Meet the FDA Agent Who Busts Bad Docs
by Adam Marcus
When most people imagine inspections from the US Food and Drug Administration (FDA), they might think of bureaucrats with clipboards scouring baby formula factories for unkempt equipment and rat droppings. But they probably don’t know that the FDA has another group of investigators who carry firearms and have the authority to arrest.
Meet the Office of Criminal Investigations (OCI) — or, if you’re a physician or other healthcare worker on the wrong side of the law, perhaps you’d rather skip the introduction.
The OCI has some 200 agents stationed throughout the United States, as well as attachés in outposts in the United Kingdom and The Hague, Netherlands, who serve as respective liaisons with the U.S. Embassy in London and with EUROPOL, providing assistance with international investigations in which illicit products that fall under the FDA’s regulatory umbrella are being smuggled into the United States.

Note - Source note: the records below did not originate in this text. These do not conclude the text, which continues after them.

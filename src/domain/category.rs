//! Service categories for guarded operations.
//!
//! A category groups outbound calls that share one set of limits: all
//! authentication traffic is throttled together, all bulk reads together,
//! and so on. The set is closed and known at startup.

use std::fmt;

/// Logical class of guarded backend operation.
///
/// Each category has its own ledger, limits, and breaker state. Categories
/// are independent: exhausting one never affects another.
#[derive(Debug, Clone, Copy, PartialEq, Eq, Hash, PartialOrd, Ord)]
#[cfg_attr(feature = "serde", derive(serde::Serialize))]
pub enum ServiceCategory {
    /// Sign-in, sign-up, token refresh.
    Authentication,
    /// High-volume read operations (queries, listing, fetch-many).
    BulkRead,
    /// High-volume write operations (batch updates, uploads).
    BulkWrite,
    /// Analytics and crash reporting traffic.
    Telemetry,
}

impl ServiceCategory {
    /// Every category, in declaration order.
    ///
    /// `clear_history` and `stats` walk this set so that categories which
    /// were never queried are still covered.
    pub const ALL: [ServiceCategory; 4] = [
        ServiceCategory::Authentication,
        ServiceCategory::BulkRead,
        ServiceCategory::BulkWrite,
        ServiceCategory::Telemetry,
    ];

    /// Stable name for logging and event context.
    pub fn as_str(&self) -> &'static str {
        match self {
            ServiceCategory::Authentication => "authentication",
            ServiceCategory::BulkRead => "bulk-read",
            ServiceCategory::BulkWrite => "bulk-write",
            ServiceCategory::Telemetry => "telemetry",
        }
    }
}

impl fmt::Display for ServiceCategory {
    fn fmt(&self, f: &mut fmt::Formatter<'_>) -> fmt::Result {
        f.write_str(self.as_str())
    }
}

Most OCI agents arrive at the unit having served for about a decade in another law enforcement agency — IRS Criminal Investigations, Homeland Security, and the Secret Service are frequent stepping-stones to the OCI.
Most cases OCI agents pursue involve drug-related crimes — the distribution of counterfeit or unapproved medications, large-scale and organized diversion, and fraudulent activity with drugs and medical devices. The office took part in the case against Elizabeth Holmes, the founder of Theranos, who was convicted on fraud charges and is awaiting sentencing.
Agents have also pursued inquiries against researchers, such as a posthumous investigation into William Halford, who was accused of having injected people with an unapproved vaccine for herpes for which he’d not received FDA approval to study.
Based in Rockville, Maryland, FDA Special Agent Justin Green is OCI’s deputy director. Green came to the FDA in 2008 from the IRS Criminal Investigations unit and has been deputy director of the office since 2020.